■ **WORK TO COMPLETE**:
Only the number is wanted: how many lines below include "false"?

Start of Block

impl<'a> Parser<'a> {
    fn new(input: &'a str) -> Parser<'a> {
        Parser {
            chars: input.chars().peekable(),
            line: 1,
            peeked: None,
        }
    }

    fn syntax(&self, line: usize, message: impl Into<String>) -> ParseError {
        ParseError::new(ParseErrorKind::Syntax, line, message)
    }

    fn skip_whitespace(&mut self) {
        loop {
            match self.chars.peek() {
                Some('\n') => {
                    self.line += 1;
                    self.chars.next();
                }
                Some(c) if c.is_whitespace() => {
                    self.chars.next();
                }
                Some('/') => {
                    // Only `//` line comments exist in the grammar.
                    let mut ahead = self.chars.clone();
                    ahead.next();
                    if ahead.peek() == Some(&'/') {
                        for c in self.chars.by_ref() {
                            if c == '\n' {
                                self.line += 1;
                                break;
                            }
                        }
                    } else {
                        return;
                    }
                }
                _ => return,
            }
        }
    }

    fn next_token(&mut self) -> Result<Option<(Token, usize)>, ParseError> {
        if let Some(peeked) = self.peeked.take() {
            return Ok(peeked);
        }
        self.skip_whitespace();
        let line = self.line;
        let c = match self.chars.peek() {
            Some(&c) => c,
            None => return Ok(None),
        };

        let token = if c.is_ascii_alphabetic() || c == '_' {
            let mut ident = String::new();
            while let Some(&c) = self.chars.peek() {
                if c.is_ascii_alphanumeric() || c == '_' {
                    ident.push(c);
                    self.chars.next();
                } else if c == '.' {
                    // A dot continues the identifier only when followed by a
                    // fresh identifier segment.
                    let mut ahead = self.chars.clone();
                    ahead.next();
                    match ahead.peek() {
                        Some(&n) if n.is_ascii_alphabetic() || n == '_' => {
                            ident.push('.');
                            self.chars.next();
                        }
                        _ => break,
                    }
                } else {
                    break;
                }
            }
            Token::Ident(ident)
        } else if c.is_ascii_digit() || c == '-' || c == '+' {
            let mut number = String::new();
            number.push(c);
            self.chars.next();
            while let Some(&c) = self.chars.peek() {
                if c.is_ascii_digit() || c == '.' || c == 'e' || c == 'E' || c == '-' || c == '+' {
                    number.push(c);
                    self.chars.next();
                } else {
                    break;
                }
            }
            Token::Number(number)
        } else if c == '"' {
            self.chars.next();
            let mut value = String::new();
            loop {
                match self.chars.next() {
                    Some('"') => break,
                    Some('\n') | None => {
                        return Err(self.syntax(line, "unterminated string literal"));
                    }
                    Some(c) => value.push(c),
                }
            }
            Token::Str(value)
        } else if "[]{}=,;".contains(c) {
            self.chars.next();
            Token::Symbol(c)
        } else {
            return Err(self.syntax(line, format!("unexpected character '{}'", c)));
        };

        Ok(Some((token, line)))
    }

    fn peek_token(&mut self) -> Result<Option<&Token>, ParseError> {
        if self.peeked.is_none() {
            let token = self.next_token()?;
            self.peeked = Some(token);
        }
        Ok(self.peeked.as_ref().unwrap().as_ref().map(|(t, _)| t))
    }

    fn expect_symbol(&mut self, symbol: char) -> Result<(), ParseError> {
        match self.next_token()? {
            Some((Token::Symbol(c), _)) if c == symbol => Ok(()),
            Some((token, line)) => {
                Err(self.syntax(line, format!("expected '{}', found {:?}", symbol, token)))
            }
            None => Err(self.syntax(
                self.line,
                format!("expected '{}', found end of input", symbol),
            )),
        }
    }

    fn expect_ident(&mut self) -> Result<(String, usize), ParseError> {
        match self.next_token()? {
            Some((Token::Ident(ident), line)) => Ok((ident, line)),
            Some((token, line)) => {
                Err(self.syntax(line, format!("expected identifier, found {:?}", token)))
            }
            None => Err(self.syntax(self.line, "expected identifier, found end of input")),
        }
    }

    fn expect_uint(&mut self) -> Result<(u32, usize), ParseError> {
        match self.next_token()? {
            Some((Token::Number(number), line)) => number
                .parse::<u32>()
                .map(|value| (value, line))
                .map_err(|_| self.syntax(line, format!("invalid numeric identifier '{}'", number))),
            Some((token, line)) => {
                Err(self.syntax(line, format!("expected number, found {:?}", token)))
            }
            None => Err(self.syntax(self.line, "expected number, found end of input")),
        }
    }

    /// Parses one `message` block, or returns `None` at end of input.
    fn parse_message(&mut self, known: &[MetaMessage]) -> Result<Option<MetaMessage>, ParseError> {
        let (keyword, line) = match self.next_token()? {
            Some((Token::Ident(ident), line)) => (ident, line),
            Some((token, line)) => {
                return Err(self.syntax(line, format!("expected 'message', found {:?}", token)))
            }
            None => return Ok(None),
        };
        if keyword != "message" {
            return Err(self.syntax(line, format!("expected 'message', found '{}'", keyword)));
        }

        let (name, name_line) = self.expect_ident()?;
        if known.iter().any(|m| m.name == name) {
            return Err(ParseError::new(
                ParseErrorKind::DuplicateMessageId,
                name_line,
                format!("message '{}' declared twice", name),
            ));
        }

        self.expect_symbol('[')?;
        let (attr, attr_line) = self.expect_ident()?;
        if attr != "id" {
            return Err(self.syntax(attr_line, format!("expected 'id', found '{}'", attr)));
        }
        self.expect_symbol('=')?;
        let (message_identifier, id_line) = self.expect_uint()?;
        self.expect_symbol(']')?;

        if known
            .iter()
            .any(|m| m.message_identifier == message_identifier)
        {
            return Err(ParseError::new(
                ParseErrorKind::DuplicateMessageId,
                id_line,
                format!("message identifier {} used twice", message_identifier),
            ));
        }

        let mut message = MetaMessage::new(name, message_identifier);

        self.expect_symbol('{')?;
        loop {
            match self.peek_token()? {
                Some(Token::Symbol('}')) => {
                    self.next_token()?;
                    break;
                }
                Some(_) => {
                    let field = self.parse_field(known, &message)?;
                    message.fields.push(field);
                }
                None => {
                    return Err(self.syntax(self.line, "unexpected end of input in message body"))
                }
            }
        }

        Ok(Some(message))
    }

    fn parse_field(
        &mut self,
        known: &[MetaMessage],
        message: &MetaMessage,
    ) -> Result<MetaField, ParseError> {
        let (type_name, type_line) = self.expect_ident()?;
        let (name, _) = self.expect_ident()?;

        let (field_type, message_type) = match TypeTag::from_spec_name(&type_name) {
            Some(tag) => (tag, None),
            None => {
                let resolved = resolve_message_type(known, message.package_name(), &type_name)
                    .ok_or_else(|| {
                        ParseError::new(
                            ParseErrorKind::UnknownType,
                            type_line,
                            format!("unknown type '{}'", type_name),
                        )
                    })?;
                (TypeTag::Message, Some(resolved))
            }
        };

        self.expect_symbol('[')?;
        let mut field_identifier: Option<(u32, usize)> = None;
        let mut default: Option<Literal> = None;
        loop {
            let (attr, attr_line) = self.expect_ident()?;
            self.expect_symbol('=')?;
            match attr.as_str() {
                "id" => {
                    field_identifier = Some(self.expect_uint()?);
                }
                "default" => {
                    default = Some(self.parse_literal(field_type)?);
                }
                other => {
                    return Err(
                        self.syntax(attr_line, format!("unknown field attribute '{}'", other))
                    );
                }
            }
            match self.next_token()? {
                Some((Token::Symbol(','), _)) => continue,
                Some((Token::Symbol(']'), _)) => break,
                Some((token, line)) => {
                    return Err(self.syntax(line, format!("expected ',' or ']', found {:?}", token)))
                }
                None => return Err(self.syntax(self.line, "unexpected end of input in field")),
            }
        }
        self.expect_symbol(';')?;

        let (field_identifier, id_line) = field_identifier.ok_or_else(|| {
            self.syntax(
                type_line,
                format!("field '{}' is missing an id attribute", name),
            )
        })?;
        if field_identifier == 0 {
            return Err(self.syntax(id_line, "field identifiers must be strictly positive"));
        }
        if message.field(field_identifier).is_some() {
            return Err(ParseError::new(
                ParseErrorKind::DuplicateFieldId,
                id_line,
                format!(
                    "field identifier {} used twice in message '{}'",
                    field_identifier, message.name
                ),
            ));
        }

        let mut field = MetaField::new(field_identifier, field_type, name);
        field.default = default;
        field.message_type = message_type;
        Ok(field)
    }

    fn parse_literal(&mut self, field_type: TypeTag) -> Result<Literal, ParseError> {
        let (token, line) = match self.next_token()? {
            Some(pair) => pair,
            None => return Err(self.syntax(self.line, "expected literal, found end of input")),
        };

        let literal = match token {
            Token::Ident(ident) => match ident.as_str() {
                "true" => Literal::Bool(true),
                "false" => Literal::Bool(false),
                other => {
                    return Err(self.syntax(line, format!("invalid literal '{}'", other)));
                }
            },
            Token::Number(number) => {
                if number.contains(['.', 'e', 'E']) {
                    Literal::Float(number.parse::<f64>().map_err(|_| {
                        self.syntax(line, format!("invalid numeric literal '{}'", number))
                    })?)
                } else {
                    Literal::Integer(number.parse::<i64>().map_err(|_| {
                        self.syntax(line, format!("invalid numeric literal '{}'", number))
                    })?)
                }
            }
            Token::Str(value) => Literal::String(value),
            Token::Symbol(c) => {
                return Err(self.syntax(line, format!("invalid literal '{}'", c)));
            }
        };

        // The literal must fit the declared field type.
        let matches = match field_type {
            TypeTag::Bool => matches!(literal, Literal::Bool(_)),
            TypeTag::Char | TypeTag::String | TypeTag::Bytes => {
                matches!(literal, Literal::String(_))
            }
            TypeTag::Float | TypeTag::Double => {
                matches!(literal, Literal::Float(_) | Literal::Integer(_))
            }
            TypeTag::Message => false,
            _ => matches!(literal, Literal::Integer(_)),
        };
        if !matches {
            return Err(self.syntax(
                line,
                format!("default literal does not fit a '{}' field", field_type),
            ));
        }
        Ok(literal)
    }
}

End of Block

■ **REPLY**:
2